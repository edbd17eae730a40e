/// Application state and router builder
///
/// This module defines the shared application state and provides
/// a function to build the Axum router with all routes and middleware.

use axum::{
    http::{header, HeaderValue, Method},
    routing::get,
    Router,
};
use sqlx::PgPool;
use std::sync::Arc;
use tower_http::{
    cors::CorsLayer,
    trace::{DefaultMakeSpan, DefaultOnResponse, TraceLayer},
};
use tracing::Level;

use taskify_shared::ordering::OrderingEngine;
use taskify_shared::realtime::{ProjectBroadcast, ProjectSubscriber};

use crate::config::Config;
use crate::help::HelpClient;
use crate::routes;

/// Shared application state
///
/// Cloned for each request handler via Axum's `State` extractor. All
/// members are cheap to clone.
#[derive(Clone)]
pub struct AppState {
    /// Database connection pool
    pub db: PgPool,

    /// Task mutation engine
    pub engine: OrderingEngine,

    /// Outbound project event channel
    pub events: Arc<dyn ProjectBroadcast>,

    /// Inbound project event channels, for WebSocket clients
    pub subscriber: ProjectSubscriber,

    /// AI help assistant; None when unconfigured
    pub help: Option<HelpClient>,

    /// Application configuration
    pub config: Arc<Config>,
}

impl AppState {
    /// Creates new application state
    ///
    /// The broadcast handle is injected rather than constructed here so
    /// tests can substitute a recording double.
    pub fn new(
        db: PgPool,
        events: Arc<dyn ProjectBroadcast>,
        subscriber: ProjectSubscriber,
        help: Option<HelpClient>,
        config: Config,
    ) -> Self {
        let engine = OrderingEngine::new(db.clone(), events.clone());

        Self {
            db,
            engine,
            events,
            subscriber,
            help,
            config: Arc::new(config),
        }
    }
}

/// Builds the complete Axum router with all routes and middleware
///
/// # Architecture
///
/// ```text
/// /
/// ├── /health                                # Health check
/// ├── /ws                                    # Real-time event relay
/// └── /api/
///     ├── GET    /projects                   # Projects with task counts
///     ├── GET    /projects/:id               # Single project
///     ├── GET    /projects/:id/tasks         # Board in display order
///     ├── GET    /projects/:id/members       # Project members
///     ├── GET    /users                      # All users
///     ├── GET    /tasks/:id                  # Task with comments
///     ├── PATCH  /tasks/:id                  # The one mutation entry point
///     ├── GET    /comments/task/:taskId      # Comments on a task
///     ├── POST   /comments/task/:taskId      # Add a comment
///     ├── PATCH  /comments/:commentId        # Edit own comment
///     ├── DELETE /comments/:commentId        # Delete own comment
///     ├── GET    /help/session/:sessionId    # Help transcript
///     ├── POST   /help/session/:sessionId/message
///     ├── POST   /help/session/:sessionId/context
///     └── DELETE /help/session/:sessionId    # Clear transcript
/// ```
pub fn build_router(state: AppState) -> Router {
    let api_routes = Router::new()
        .route("/projects", get(routes::projects::list_projects))
        .route("/projects/:id", get(routes::projects::get_project))
        .route("/projects/:id/tasks", get(routes::projects::list_project_tasks))
        .route("/projects/:id/members", get(routes::projects::list_project_members))
        .route("/users", get(routes::users::list_users))
        .route(
            "/tasks/:id",
            get(routes::tasks::get_task).patch(routes::tasks::update_task),
        )
        .route(
            "/comments/task/:task_id",
            get(routes::comments::list_comments).post(routes::comments::create_comment),
        )
        .route(
            "/comments/:comment_id",
            axum::routing::patch(routes::comments::update_comment)
                .delete(routes::comments::delete_comment),
        )
        .route(
            "/help/session/:session_id",
            get(routes::help::get_session).delete(routes::help::clear_session),
        )
        .route(
            "/help/session/:session_id/message",
            axum::routing::post(routes::help::send_message),
        )
        .route(
            "/help/session/:session_id/context",
            axum::routing::post(routes::help::get_context_help),
        );

    // Configure CORS based on environment
    let cors = if state.config.api.cors_origins.contains(&"*".to_string()) {
        CorsLayer::permissive()
    } else {
        let origins: Vec<HeaderValue> = state
            .config
            .api
            .cors_origins
            .iter()
            .filter_map(|origin| origin.parse().ok())
            .collect();

        CorsLayer::new()
            .allow_origin(origins)
            .allow_methods([
                Method::GET,
                Method::POST,
                Method::PATCH,
                Method::DELETE,
                Method::OPTIONS,
            ])
            .allow_headers([header::AUTHORIZATION, header::CONTENT_TYPE])
            .allow_credentials(true)
            .max_age(std::time::Duration::from_secs(3600))
    };

    Router::new()
        .route("/health", get(routes::health::health_check))
        .route("/ws", get(routes::ws::ws_handler))
        .nest("/api", api_routes)
        .layer(
            TraceLayer::new_for_http()
                .make_span_with(DefaultMakeSpan::new().level(Level::INFO))
                .on_response(DefaultOnResponse::new().level(Level::INFO)),
        )
        .layer(cors)
        .with_state(state)
}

########################################

▸ TO DO
Check the entries above for the word "DefaultOnResponse" and copy every line where it turns up.

▸ EXERCISE RESULT
    trace::{DefaultMakeSpan, DefaultOnResponse, TraceLayer},
                .on_response(DefaultOnResponse::new().level(Level::INFO)),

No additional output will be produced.